TeaTime is a scalable real-time multi-user architecture that is the basis for Croquet's object-object communication and synchronization. It is designed to support multi-user applications that can be scaled to massive numbers of concurrently interacting users in a shared virtual space. The most directly visible part of this architecture is the TObject class which is used to define and construct subclassed Tea objects. All of the interesting objects inside of Croquet are constructed from subclasses of TObject.

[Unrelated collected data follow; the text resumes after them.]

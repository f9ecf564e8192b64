//! Component registry
//!
//! The registry is the catalog of every component the orchestrator knows
//! about. Declaration order is kept and used as the tie-breaker when the
//! dependency resolver has several components ready at once.

use indexmap::IndexMap;
use serde::{Deserialize, Serialize};
use std::path::Path;

use crate::component::Component;
use crate::error::{CoreError, Result};

/// Catalog file layout
#[derive(Debug, Clone, Default, Serialize, Deserialize)]
pub struct Catalog {
    #[serde(default)]
    pub components: Vec<Component>,
}

/// Ordered, read-only set of components
#[derive(Debug, Clone, Default)]
pub struct ComponentRegistry {
    components: IndexMap<String, Component>,
}

impl ComponentRegistry {
    /// Build a registry, rejecting duplicate or malformed entries
    pub fn new(components: Vec<Component>) -> Result<Self> {
        let mut map = IndexMap::with_capacity(components.len());
        for component in components {
            component.validate()?;
            if map.contains_key(&component.name) {
                return Err(CoreError::DuplicateComponent {
                    name: component.name,
                });
            }
            map.insert(component.name.clone(), component);
        }
        Ok(Self { components: map })
    }

    /// Parse a catalog document (`components: [...]`)
    pub fn from_yaml(yaml: &str) -> Result<Self> {
        let catalog: Catalog = serde_yaml::from_str(yaml)?;
        Self::new(catalog.components)
    }

    pub fn from_file<P: AsRef<Path>>(path: P) -> Result<Self> {
        let content = std::fs::read_to_string(path.as_ref())?;
        Self::from_yaml(&content)
    }

    /// All components in declaration order
    pub fn list(&self) -> impl Iterator<Item = &Component> {
        self.components.values()
    }

    /// Look up a component by name
    pub fn lookup(&self, name: &str) -> Result<&Component> {
        self.components
            .get(name)
            .ok_or_else(|| CoreError::ComponentNotFound {
                name: name.to_string(),
            })
    }

    pub fn get(&self, name: &str) -> Option<&Component> {
        self.components.get(name)
    }

    pub fn contains(&self, name: &str) -> bool {
        self.components.contains_key(name)
    }

    /// Declaration index of a component
    pub fn position(&self, name: &str) -> Option<usize> {
        self.components.get_index_of(name)
    }

    pub fn names(&self) -> impl Iterator<Item = &str> {
        self.components.keys().map(String::as_str)
    }

    pub fn len(&self) -> usize {
        self.components.len()
    }

    pub fn is_empty(&self) -> bool {
        self.components.is_empty()
    }
}

#[cfg(test)]
mod tests {
    use super::*;

    #[test]
    fn test_list_keeps_declaration_order() {
        let registry = ComponentRegistry::new(vec![
            Component::new("zeta", "ns", "charts/zeta"),
            Component::new("alpha", "ns", "charts/alpha"),
            Component::new("mid", "ns", "charts/mid"),
        ])
        .unwrap();

        let names: Vec<_> = registry.names().collect();
        assert_eq!(names, vec!["zeta", "alpha", "mid"]);
        assert_eq!(registry.position("alpha"), Some(1));
    }

    #[test]
    fn test_lookup() {
        let registry =
            ComponentRegistry::new(vec![Component::new("ingress", "ingress", "charts/ingress")])
                .unwrap();

        assert_eq!(registry.lookup("ingress").unwrap().namespace, "ingress");
        assert!(matches!(
            registry.lookup("missing"),
            Err(CoreError::ComponentNotFound { .. })
        ));
    }

    #[test]
    fn test_duplicate_rejected() {
        let result = ComponentRegistry::new(vec![
            Component::new("dup", "a", "charts/dup"),
            Component::new("dup", "b", "charts/dup"),
        ]);

        assert!(matches!(result, Err(CoreError::DuplicateComponent { .. })));
    }

    #[test]
    fn test_from_yaml() {
        let registry = ComponentRegistry::from_yaml(
            r#"
components:
  - name: cert-manager
    namespace: cert-manager
    chart: charts/cert-manager
  - name: ingress
    namespace: ingress-nginx
    chart: charts/ingress-nginx
    dependencies: [cert-manager]
    values:
      controller:
        replicaCount: 2
"#,
        )
        .unwrap();

        assert_eq!(registry.len(), 2);
        let ingress = registry.lookup("ingress").unwrap();
        assert_eq!(ingress.dependencies, vec!["cert-manager"]);
        assert_eq!(ingress.values.get("controller.replicaCount").unwrap(), 2);
    }

    #[test]
    fn test_from_file() {
        let dir = tempfile::tempdir().unwrap();
        let path = dir.path().join("catalog.yaml");
        std::fs::write(
            &path,
            "components:\n  - name: crds\n    namespace: system\n    chart: charts/crds\n",
        )
        .unwrap();

        let registry = ComponentRegistry::from_file(&path).unwrap();
        assert!(registry.contains("crds"));

        let missing = ComponentRegistry::from_file(dir.path().join("nope.yaml"));
        assert!(matches!(missing, Err(CoreError::Io(_))));
    }
}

A Tea object acts with the property that messages sent to it are redirected to replicated copies of itself on other users' participating machines in a peer-to-peer network. This messaging protocol supports a coordinated distributed two-phase commit that is used to control the progression of computations at participating user sites. In this way messages may be dynamically redirected to large numbers of users while maintaining the appropriate deadline-based scheduling. Thus, TeaTime is designed to allow for a great deal of adaptability and resilience and works on a heterogeneous set of resources. It is a framework of abstraction that works over a range of implementations and that can be evolved and tuned over time, both within an application and across applications.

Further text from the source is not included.